Why Airflow?
Apache Airflow has become the de facto orchestration tool for data engineering teams. Its core strength is defining workflows as code (DAGs in Python), which means your pipeline definitions live in version control, can be code-reviewed, and are testable. But Airflow's flexibility is also its biggest trap — without patterns and guardrails, teams end up with spaghetti DAGs that are impossible to debug.
Pattern 1: Dynamic Task Generation
Hard-coding one task per table leads to monolithic DAGs that need a code change every time a new table is added. Instead, we define a YAML configuration file listing all tables and their properties (schema, primary key, SCD type), and our DAG factory reads this config at parse time to generate tasks dynamically. Adding a new table to the pipeline is now a one-line config change, not a code change. The factory pattern also makes it easy to apply consistent retry, timeout, and alerting settings across all tasks.
Pattern 2: Idempotent Tasks
Every task should be safe to re-run without side effects. This means using MERGE/upsert instead of INSERT, partitioning output by execution date, and using Airflow's built-in templating ({{ ds }}, {{ ts }}) to parameterize queries. Idempotency is the single most important property for reliable pipelines because it makes retries safe and backfills trivial. If re-running a task doubles your data, you have a bug.
Pattern 3: Sensor-Based Dependencies
When your DAG depends on external events — a file landing in S3, a table being refreshed in a source database, or an Airbyte sync completing — use Airflow Sensors instead of blind time-based waits. We use the S3KeySensor for file-based triggers, the ExternalTaskSensor for cross-DAG dependencies, and custom HTTP sensors to poll Airbyte's API for sync completion. Sensors with exponential poke intervals prevent wasted compute while ensuring timely execution.
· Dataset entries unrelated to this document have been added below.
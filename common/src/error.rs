use std::io;

#[derive(thiserror::Error, Debug)]
pub enum ReportError {
    #[error("usage: {0}")]
    Usage(String),
    #[error("upstream status {status}: {desc}")]
    UpstreamStatus { status: String, desc: String },
    #[error("transport: {0}")]
    Transport(String),
    #[error("data shape: {0}")]
    DataShape(String),
    #[error("host resolution for {addr}: {source}")]
    HostResolution {
        addr: String,
        #[source]
        source: io::Error,
    },
    #[error(transparent)]
    Io(#[from] io::Error),
}

impl ReportError {
    pub fn data_shape(msg: impl Into<String>) -> Self {
        ReportError::DataShape(msg.into())
    }

    pub fn transport(msg: impl Into<String>) -> Self {
        ReportError::Transport(msg.into())
    }
}

impl From<serde_json::Error> for ReportError {
    fn from(e: serde_json::Error) -> Self {
        ReportError::DataShape(e.to_string())
    }
}
use clap::Parser;
use clap::error::ErrorKind;

use common::telemetry::init_telemetry;

use cntrmap::command::report::{ReportArgs, USAGE_ARGS, report};

fn exit_with_usage(detail: Option<&str>) -> ! {
    let progname = std::env::args().next().unwrap_or_else(|| "cntrmap".to_string());
    eprintln!("Usage: {progname} {USAGE_ARGS}");
    if let Some(detail) = detail {
        eprintln!("        {detail}");
    }
    std::process::exit(1);
}

#[tokio::main(flavor = "current_thread")]
async fn main() -> anyhow::Result<()> {
    init_telemetry("cntrmap");

    let args = match ReportArgs::try_parse() {
        Ok(args) => args,
        Err(e) if matches!(e.kind(), ErrorKind::DisplayHelp | ErrorKind::DisplayVersion) => e.exit(),
        Err(e) => {
            let rendered = e.to_string();
            exit_with_usage(rendered.lines().next());
        }
    };

    let volumes = match args.volume_names() {
        Ok(volumes) => volumes,
        Err(e) => exit_with_usage(Some(&e.to_string())),
    };

    report(&args, &volumes).await?;

    Ok(())
}
use cntrmap::core::endpoint::Endpoint;
use cntrmap::core::hosts::{HostNames, NumericResolver};
use cntrmap::core::matrix::{AggregationState, CounterKind};
use cntrmap::core::placement::PlacementRecord;
use cntrmap::core::render::{Heatmap, InstanceListing};
use cntrmap::core::topology::{ActiveServersKey, ClusterTopology};

mod common;
use crate::common::StaticResolver;

fn two_by_two() -> ClusterTopology {
    ClusterTopology {
        nodes: vec!["10.0.0.2".to_string(), "10.0.0.3".to_string()],
        ports: vec![5660, 5661],
        major_version: 6,
        active_servers_key: ActiveServersKey::Ip,
    }
}

fn record(id: u64, master: (&str, u16), replica: (&str, u16)) -> PlacementRecord {
    PlacementRecord {
        container_id: id,
        master: Endpoint::new(master.0, master.1),
        members: vec![Endpoint::new(replica.0, replica.1)],
        erasure_coded: false,
    }
}

fn populated() -> anyhow::Result<AggregationState> {
    let mut state = AggregationState::new(&two_by_two());
    state.accumulate(&record(1, ("10.0.0.2", 5660), ("10.0.0.3", 5661)))?;
    state.accumulate(&record(2, ("10.0.0.3", 5660), ("10.0.0.2", 5660)))?;
    Ok(state)
}

fn hosts(state: &AggregationState) -> anyhow::Result<HostNames> {
    // Hostnames sort opposite to the addresses.
    let resolver = StaticResolver::new(&[("10.0.0.2", "node-b"), ("10.0.0.3", "node-a")]);
    Ok(HostNames::resolve(state.nodes(), &resolver)?)
}

#[test]
fn test_total_heatmap_layout() -> anyhow::Result<()> {
    let state = populated()?;
    let heatmap = Heatmap::build(&state, &hosts(&state)?, CounterKind::Total);

    let expected = [
        "total containers:".to_string(),
        format!("{}  5660  5661  Total", " ".repeat(16)),
        format!("node-a{}     1     1      2", " ".repeat(10)),
        format!("node-b{}     2     0      2", " ".repeat(10)),
        format!("Total{}     3     1      4", " ".repeat(11)),
    ];
    let rendered = heatmap.to_string();
    let lines: Vec<&str> = rendered.lines().collect();
    assert_eq!(lines, expected);
    Ok(())
}

#[test]
fn test_master_and_replica_heatmaps() -> anyhow::Result<()> {
    let state = populated()?;
    let names = hosts(&state)?;

    let master = Heatmap::build(&state, &names, CounterKind::Master);
    assert_eq!(master.rows[0].host, "node-a");
    assert_eq!(master.rows[0].cells, vec![1, 0]);
    assert_eq!(master.rows[1].cells, vec![1, 0]);
    assert_eq!(master.column_totals, vec![2, 0]);
    assert_eq!(master.grand_total, 2);

    let replica = Heatmap::build(&state, &names, CounterKind::Replica);
    assert_eq!(replica.rows[0].cells, vec![0, 1]);
    assert_eq!(replica.rows[1].cells, vec![1, 0]);
    assert_eq!(replica.grand_total, 2);
    assert!(replica.to_string().starts_with("replica containers:\n"));
    Ok(())
}

#[test]
fn test_heatmap_totals_are_consistent() -> anyhow::Result<()> {
    let topo = ClusterTopology {
        nodes: (2..7).map(|i| format!("10.0.1.{i}")).collect(),
        ports: (5660..5664).collect(),
        major_version: 7,
        active_servers_key: ActiveServersKey::Ip,
    };
    let mut state = AggregationState::new(&topo);
    let slots: Vec<(String, u16)> = topo
        .nodes
        .iter()
        .flat_map(|n| topo.ports.iter().map(move |p| (n.clone(), *p)))
        .collect();
    for id in 0..97u64 {
        let i = (id * 7) as usize;
        let m = &slots[i % slots.len()];
        let r = &slots[(i + 5) % slots.len()];
        state.accumulate(&record(id, (m.0.as_str(), m.1), (r.0.as_str(), r.1)))?;
    }

    let names = HostNames::resolve(state.nodes(), &NumericResolver)?;
    for kind in CounterKind::PLAIN {
        let heatmap = Heatmap::build(&state, &names, kind);
        for row in &heatmap.rows {
            assert_eq!(row.total, row.cells.iter().sum::<u64>());
        }
        for (col, total) in heatmap.column_totals.iter().enumerate() {
            let sum: u64 = heatmap.rows.iter().map(|r| r.cells[col]).sum();
            assert_eq!(*total, sum);
        }
        let all_cells: u64 = heatmap.rows.iter().flat_map(|r| r.cells.iter()).sum();
        assert_eq!(heatmap.grand_total, all_cells);
        assert_eq!(heatmap.grand_total, state.sum(kind));
    }
    Ok(())
}

#[test]
fn test_long_hostnames_widen_label_column() -> anyhow::Result<()> {
    let state = populated()?;
    let long = "fileserver-node-01.example.com";
    let resolver = StaticResolver::new(&[("10.0.0.2", long), ("10.0.0.3", "short")]);
    let names = HostNames::resolve(state.nodes(), &resolver)?;

    let heatmap = Heatmap::build(&state, &names, CounterKind::Master);
    assert_eq!(heatmap.label_width, long.len());

    let rendered = heatmap.to_string();
    let short_row = rendered.lines().find(|l| l.starts_with("short")).unwrap();
    assert_eq!(short_row.len(), long.len() + 6 * 2 + 7);
    Ok(())
}

#[test]
fn test_instance_listing_sorted_by_hostname() -> anyhow::Result<()> {
    let state = populated()?;
    let listing = InstanceListing::build(&state, &hosts(&state)?);

    assert_eq!(
        listing.to_string(),
        "node-a:5660 :: '2\nnode-a:5661 :: 1\nnode-b:5660 :: '1 2\n"
    );
    Ok(())
}

#[test]
fn test_numeric_listing_shows_addresses() -> anyhow::Result<()> {
    let state = populated()?;
    let names = HostNames::resolve(state.nodes(), &NumericResolver)?;
    let listing = InstanceListing::build(&state, &names);

    let lines: Vec<String> = listing.to_string().lines().map(String::from).collect();
    assert_eq!(
        lines,
        vec!["10.0.0.2:5660 :: '1 2", "10.0.0.3:5660 :: '2", "10.0.0.3:5661 :: 1"]
    );
    Ok(())
}

#[test]
fn test_unresolvable_node_is_an_error() {
    let resolver = StaticResolver::new(&[("10.0.0.2", "node-b")]);
    let nodes = vec!["10.0.0.2".to_string(), "10.0.0.3".to_string()];
    assert!(HostNames::resolve(&nodes, &resolver).is_err());
}
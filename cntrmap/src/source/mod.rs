//! Access to the cluster-management command's JSON documents.

pub mod maprcli;
pub mod replay;

use std::fmt::Display;

use async_trait::async_trait;
use serde_json::Value;
use tracing::debug;

use common::constants::{STATUS_NOT_OK, STATUS_OK};
use common::error::ReportError;
use common::schemas::Envelope;

pub use maprcli::MaprCli;
pub use replay::ReplayDir;

#[derive(Clone, Debug, PartialEq, Eq, Hash)]
pub enum Query {
    ClusterInfo,
    NodeList,
    VolumeDump { volume: String },
    VolumeInfo { volume: String },
}

impl Query {
    pub fn command_args(&self) -> Vec<String> {
        let args: Vec<&str> = match self {
            Query::ClusterInfo => vec!["dashboard", "info", "-json"],
            Query::NodeList => vec!["node", "list", "-filter", "[svc==fileserver]", "-json"],
            Query::VolumeDump { volume } => vec!["dump", "volumeinfo", "-volumename", volume.as_str(), "-json"],
            Query::VolumeInfo { volume } => vec!["volume", "info", "-name", volume.as_str(), "-json"],
        };
        args.into_iter().map(String::from).collect()
    }

    /// File holding a captured copy of this document.
    pub fn replay_file_name(&self) -> String {
        match self {
            Query::ClusterInfo => "dashboard_info.json".to_string(),
            Query::NodeList => "node_list.json".to_string(),
            Query::VolumeDump { volume } => format!("dump_volumeinfo.{volume}.json"),
            Query::VolumeInfo { volume } => format!("volume_info.{volume}.json"),
        }
    }
}

impl Display for Query {
    fn fmt(&self, f: &mut std::fmt::Formatter<'_>) -> std::fmt::Result {
        match self {
            Query::ClusterInfo => write!(f, "dashboard info"),
            Query::NodeList => write!(f, "node list"),
            Query::VolumeDump { volume } => write!(f, "dump volumeinfo {volume}"),
            Query::VolumeInfo { volume } => write!(f, "volume info {volume}"),
        }
    }
}

/// Something that can answer a [`Query`] with a JSON document.
#[async_trait]
pub trait ClusterSource: Send + Sync {
    async fn fetch(&self, query: &Query) -> Result<Value, ReportError>;
}

/// Rejects documents whose status is not `OK` or that carry an `errors`
/// list; the first error description becomes the diagnostic.
pub fn check_status(doc: Value) -> Result<Envelope, ReportError> {
    let envelope: Envelope = serde_json::from_value(doc)?;

    let status = envelope.status.clone().unwrap_or_else(|| STATUS_NOT_OK.to_string());
    let first_error = envelope.errors.as_ref().and_then(|errs| errs.first());

    if status != STATUS_OK || first_error.is_some() {
        let desc = first_error.map(|e| e.desc.clone()).unwrap_or_else(|| status.clone());
        return Err(ReportError::UpstreamStatus { status, desc });
    }

    Ok(envelope)
}

pub async fn fetch_checked(source: &dyn ClusterSource, query: &Query) -> Result<Envelope, ReportError> {
    debug!(%query, "fetching");
    let doc = source.fetch(query).await?;
    check_status(doc)
}
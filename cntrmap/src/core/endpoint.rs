use std::fmt::Display;

use common::error::ReportError;

/// One fileserver instance: node address plus instance port.
#[derive(Clone, Debug, PartialEq, Eq, Hash, PartialOrd, Ord)]
pub struct Endpoint {
    pub node: String,
    pub port: u16,
}

impl Endpoint {
    pub fn new(node: impl Into<String>, port: u16) -> Self {
        Endpoint { node: node.into(), port }
    }

    /// Parses a placement location such as `10.0.0.2:5660--3-VALID` or, on
    /// multi-homed nodes, `172.18.0.111:5660-172.19.0.111:5660--3-VALID`.
    /// Everything from the first `-` on is dropped, the rest is split at the
    /// first `:`.
    pub fn parse_location(raw: &str) -> Result<Self, ReportError> {
        let (instance, _) = raw
            .split_once('-')
            .ok_or_else(|| ReportError::data_shape(format!("location {raw:?} has no '-' separator")))?;
        let (node, port) = instance
            .split_once(':')
            .ok_or_else(|| ReportError::data_shape(format!("location {raw:?} has no ':' separator")))?;
        if node.is_empty() {
            return Err(ReportError::data_shape(format!("location {raw:?} has an empty node address")));
        }
        let port = port
            .parse::<u16>()
            .map_err(|e| ReportError::data_shape(format!("location {raw:?} has a bad port: {e}")))?;

        Ok(Endpoint::new(node, port))
    }
}

impl Display for Endpoint {
    fn fmt(&self, f: &mut std::fmt::Formatter<'_>) -> std::fmt::Result {
        write!(f, "{}:{}", self.node, self.port)
    }
}
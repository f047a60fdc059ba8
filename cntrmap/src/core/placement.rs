use serde_json::Value;

use common::error::ReportError;
use common::schemas::{ContainerEntry, ContainerGroup};

use crate::core::endpoint::Endpoint;
use crate::core::topology::ActiveServersKey;

const GROUP_MEMBER_PREFIX: &str = "cid";

/// Where one container (or one erasure-coded group member) lives.
///
/// `members` never contains `master` nor the same endpoint twice.
#[derive(Clone, Debug, PartialEq, Eq)]
pub struct PlacementRecord {
    pub container_id: u64,
    pub master: Endpoint,
    pub members: Vec<Endpoint>,
    pub erasure_coded: bool,
}

/// Decodes the container entries of a `dump volumeinfo` document. The first
/// data entry describes the volume itself and is skipped.
pub fn decode_containers(data: Vec<Value>) -> Result<Vec<ContainerEntry>, ReportError> {
    data.into_iter()
        .skip(1)
        .map(|v| serde_json::from_value::<ContainerEntry>(v).map_err(ReportError::from))
        .collect()
}

/// Same as [`decode_containers`] for an erasure-coded backing volume.
pub fn decode_groups(data: Vec<Value>) -> Result<Vec<ContainerGroup>, ReportError> {
    data.into_iter()
        .skip(1)
        .map(|v| serde_json::from_value::<ContainerGroup>(v).map_err(ReportError::from))
        .collect()
}

pub fn normalize_container(entry: &ContainerEntry, key: ActiveServersKey) -> Result<PlacementRecord, ReportError> {
    let master = Endpoint::parse_location(&entry.master)?;

    let active = entry.active_servers.get(key.as_str()).ok_or_else(|| {
        ReportError::data_shape(format!(
            "container {} has no ActiveServers[{:?}]",
            entry.container_id,
            key.as_str()
        ))
    })?;

    let mut members: Vec<Endpoint> = Vec::new();
    for raw in active.as_slice() {
        let ep = Endpoint::parse_location(raw)?;
        if ep == master || members.contains(&ep) {
            continue;
        }
        members.push(ep);
    }

    Ok(PlacementRecord {
        container_id: entry.container_id,
        master,
        members,
        erasure_coded: false,
    })
}

/// One record per group member, in `cid0, cid1, ...` order.
pub fn normalize_group(group: &ContainerGroup) -> Result<Vec<PlacementRecord>, ReportError> {
    let mut indexed = Vec::with_capacity(group.members.len());
    for (slot, member) in &group.members {
        let index = slot
            .strip_prefix(GROUP_MEMBER_PREFIX)
            .and_then(|n| n.parse::<usize>().ok())
            .ok_or_else(|| {
                ReportError::data_shape(format!("group {} has unexpected member slot {slot:?}", group.group_id))
            })?;
        indexed.push((index, member));
    }
    indexed.sort_by_key(|(index, _)| *index);

    indexed
        .into_iter()
        .map(|(_, member)| {
            Ok(PlacementRecord {
                container_id: member.container_id,
                master: Endpoint::parse_location(&member.master)?,
                members: Vec::new(),
                erasure_coded: true,
            })
        })
        .collect()
}
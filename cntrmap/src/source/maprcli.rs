use std::path::PathBuf;

use async_trait::async_trait;
use serde_json::Value;
use tokio::process::Command;

use common::error::ReportError;

use crate::source::{ClusterSource, Query};

/// Runs the cluster-management command and parses its stdout.
///
/// Each call waits for the process to finish; there is no timeout.
pub struct MaprCli {
    program: PathBuf,
}

impl MaprCli {
    pub fn new(program: impl Into<PathBuf>) -> Self {
        MaprCli { program: program.into() }
    }
}

#[async_trait]
impl ClusterSource for MaprCli {
    async fn fetch(&self, query: &Query) -> Result<Value, ReportError> {
        let output = Command::new(&self.program)
            .args(query.command_args())
            .output()
            .await
            .map_err(|e| ReportError::transport(format!("cannot run {}: {e}", self.program.display())))?;

        serde_json::from_slice(&output.stdout).map_err(|e| {
            let stderr = String::from_utf8_lossy(&output.stderr);
            ReportError::transport(format!(
                "{query}: unparsable output ({e}), {}, stderr: {}",
                output.status,
                stderr.trim()
            ))
        })
    }
}
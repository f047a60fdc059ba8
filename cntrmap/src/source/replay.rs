use std::path::PathBuf;

use async_trait::async_trait;
use serde_json::Value;

use common::error::ReportError;

use crate::source::{ClusterSource, Query};

/// Serves documents captured earlier, one file per query (see
/// [`Query::replay_file_name`]).
pub struct ReplayDir {
    root: PathBuf,
}

impl ReplayDir {
    pub fn new(root: impl Into<PathBuf>) -> Self {
        ReplayDir { root: root.into() }
    }
}

#[async_trait]
impl ClusterSource for ReplayDir {
    async fn fetch(&self, query: &Query) -> Result<Value, ReportError> {
        let path = self.root.join(query.replay_file_name());
        let raw = tokio::fs::read(&path)
            .await
            .map_err(|e| ReportError::transport(format!("{query}: cannot read {}: {e}", path.display())))?;
        serde_json::from_slice(&raw)
            .map_err(|e| ReportError::transport(format!("{query}: cannot parse {}: {e}", path.display())))
    }
}
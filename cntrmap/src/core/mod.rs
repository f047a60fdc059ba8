pub mod endpoint;
pub mod hosts;
pub mod matrix;
pub mod placement;
pub mod render;
pub mod topology;
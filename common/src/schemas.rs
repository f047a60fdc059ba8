//! Shapes of the JSON documents returned by the cluster-management command.
//!
//! Only the fields the report reads are modelled; everything else in the
//! documents is ignored by serde.

use std::collections::{BTreeMap, HashMap};

use serde::{Deserialize, Serialize};
use serde_json::Value;

/// A field the upstream emits as a bare value when there is one element and
/// as an array otherwise.
#[derive(Clone, Debug, Serialize, Deserialize, PartialEq, Eq)]
#[serde(untagged)]
pub enum OneOrMany<T> {
    One(T),
    Many(Vec<T>),
}

impl<T> OneOrMany<T> {
    pub fn into_vec(self) -> Vec<T> {
        match self {
            OneOrMany::One(v) => vec![v],
            OneOrMany::Many(vs) => vs,
        }
    }

    pub fn as_slice(&self) -> &[T] {
        match self {
            OneOrMany::One(v) => std::slice::from_ref(v),
            OneOrMany::Many(vs) => vs,
        }
    }
}

/// Numbers that some versions quote as strings.
#[derive(Clone, Debug, Serialize, Deserialize, PartialEq, Eq)]
#[serde(untagged)]
pub enum LooseCount {
    Number(u64),
    Text(String),
}

impl LooseCount {
    pub fn value(&self) -> Option<u64> {
        match self {
            LooseCount::Number(n) => Some(*n),
            LooseCount::Text(s) => s.trim().parse().ok(),
        }
    }
}

#[derive(Clone, Debug, Serialize, Deserialize)]
pub struct ErrorEntry {
    #[serde(default)]
    pub id: Option<i64>,
    #[serde(default)]
    pub desc: String,
}

/// Outer wrapper shared by every document.
#[derive(Clone, Debug, Serialize, Deserialize)]
pub struct Envelope {
    #[serde(default)]
    pub status: Option<String>,
    #[serde(default)]
    pub errors: Option<Vec<ErrorEntry>>,
    #[serde(default)]
    pub data: Vec<Value>,
}

#[derive(Clone, Debug, Serialize, Deserialize)]
pub struct ClusterInfoData {
    pub version: String,
}

#[derive(Clone, Debug, Serialize, Deserialize)]
pub struct NodeEntry {
    pub ip: OneOrMany<String>,
    #[serde(rename = "numInstances", default)]
    pub num_instances: Option<LooseCount>,
}

#[derive(Clone, Debug, Serialize, Deserialize)]
pub struct ContainerEntry {
    #[serde(rename = "ContainerId")]
    pub container_id: u64,
    #[serde(rename = "Master")]
    pub master: String,
    #[serde(rename = "ActiveServers")]
    pub active_servers: HashMap<String, OneOrMany<String>>,
}

#[derive(Clone, Debug, Serialize, Deserialize)]
pub struct GroupMember {
    #[serde(rename = "ContainerId")]
    pub container_id: u64,
    #[serde(rename = "Master")]
    pub master: String,
}

#[derive(Clone, Debug, Serialize, Deserialize)]
pub struct ContainerGroup {
    #[serde(rename = "ContainerGroupId")]
    pub group_id: u64,
    #[serde(rename = "ECGContainers")]
    pub members: BTreeMap<String, GroupMember>,
}

#[derive(Clone, Debug, Serialize, Deserialize)]
pub struct VolumeInfoData {
    #[serde(default)]
    pub ecstorevolume: Option<String>,
}
pub mod command;
pub mod core;
pub mod source;
use std::fmt::Display;

use crate::core::endpoint::Endpoint;
use crate::core::hosts::HostNames;
use crate::core::matrix::{AggregationState, CounterKind};

pub struct ListingEntry {
    pub host: String,
    pub endpoint: Endpoint,
    pub labels: Vec<String>,
}

/// One line per instance that holds at least one container.
pub struct InstanceListing {
    pub entries: Vec<ListingEntry>,
}

impl InstanceListing {
    pub fn build(state: &AggregationState, hosts: &HostNames) -> Self {
        let mut entries: Vec<ListingEntry> = state
            .known_instances()
            .map(|ep| ListingEntry {
                host: hosts.name(&ep.node).to_string(),
                endpoint: ep.clone(),
                labels: state.containers_of(ep).to_vec(),
            })
            .collect();
        entries.sort_by_cached_key(|e| (e.host.clone(), e.endpoint.to_string()));
        InstanceListing { entries }
    }
}

impl Display for InstanceListing {
    fn fmt(&self, f: &mut std::fmt::Formatter<'_>) -> std::fmt::Result {
        for e in &self.entries {
            writeln!(f, "{}:{} :: {}", e.host, e.endpoint.port, e.labels.join(" "))?;
        }
        Ok(())
    }
}

pub struct HeatmapRow {
    pub host: String,
    pub cells: Vec<u64>,
    pub total: u64,
}

/// Node x port grid for one counter, with row, column and grand totals.
pub struct Heatmap {
    pub kind: CounterKind,
    pub label_width: usize,
    pub ports: Vec<u16>,
    pub rows: Vec<HeatmapRow>,
    pub column_totals: Vec<u64>,
    pub grand_total: u64,
}

impl Heatmap {
    pub fn build(state: &AggregationState, hosts: &HostNames, kind: CounterKind) -> Self {
        let ports = state.ports().to_vec();
        let mut column_totals = vec![0u64; ports.len()];
        let mut grand_total = 0u64;

        let mut nodes: Vec<&String> = state.nodes().iter().collect();
        nodes.sort_by(|a, b| hosts.name(a).cmp(hosts.name(b)).then_with(|| a.cmp(b)));

        let mut rows = Vec::with_capacity(nodes.len());
        for node in &nodes {
            let cells: Vec<u64> = ports
                .iter()
                .map(|port| kind.read(&state.counters(node, *port)))
                .collect();
            for (col, n) in column_totals.iter_mut().zip(&cells) {
                *col += n;
            }
            let total: u64 = cells.iter().sum();
            grand_total += total;
            rows.push(HeatmapRow {
                host: hosts.name(node).to_string(),
                cells,
                total,
            });
        }

        Heatmap {
            kind,
            label_width: hosts.label_width(nodes.iter().copied()),
            ports,
            rows,
            column_totals,
            grand_total,
        }
    }
}

impl Display for Heatmap {
    fn fmt(&self, f: &mut std::fmt::Formatter<'_>) -> std::fmt::Result {
        let w = self.label_width;
        writeln!(f, "{} containers:", self.kind.label())?;

        write!(f, "{:<w$}", "")?;
        for port in &self.ports {
            write!(f, " {port:>5}")?;
        }
        writeln!(f, " {:>6}", "Total")?;

        for row in &self.rows {
            write!(f, "{:<w$}", row.host)?;
            for n in &row.cells {
                write!(f, "{n:>6}")?;
            }
            writeln!(f, "{:>7}", row.total)?;
        }

        write!(f, "{:<w$}", "Total")?;
        for n in &self.column_totals {
            write!(f, " {n:>5}")?;
        }
        writeln!(f, " {:>6}", self.grand_total)
    }
}
pub const BASE_PORT: u16 = 5660;
pub const MIN_INSTANCES: u16 = 1;

pub const DEFAULT_MAPRCLI: &str = "/opt/mapr/bin/maprcli";

pub const STATUS_OK: &str = "OK";
pub const STATUS_NOT_OK: &str = "NOT_OK";

// ActiveServers sub-key, renamed in 6.0
pub const ACTIVE_SERVERS_KEY_IP_PORT: &str = "IP:Port";
pub const ACTIVE_SERVERS_KEY_IP: &str = "IP";
pub const ACTIVE_SERVERS_IP_SINCE_MAJOR: u32 = 6;

pub const MASTER_MARKER: char = '\'';
pub const INVALID_MARKER: char = '*';

pub const MIN_HOSTNAME_WIDTH: usize = 16;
Pattern 4: Alerting and SLA Management
Every production DAG should have an SLA defined. Airflow's sla_miss_callback sends a Slack notification if a DAG hasn't completed within its expected window. We pair this with task-level on_failure_callback that sends detailed error context (task ID, exception traceback, log link) to a dedicated #data-alerts Slack channel. For critical pipelines, we also integrate PagerDuty for after-hours escalation.
Pattern 5: Testing DAGs
DAGs are code, and code should be tested. We maintain a test suite that validates: (1) all DAGs parse without import errors (dag_bag.import_errors), (2) no DAG has cycles, (3) all tasks have at least one retry, (4) all tasks have an on_failure_callback, and (5) task IDs follow naming conventions. These tests run in CI on every pull request. They catch broken imports, missing dependencies, and misconfigured tasks before they hit production.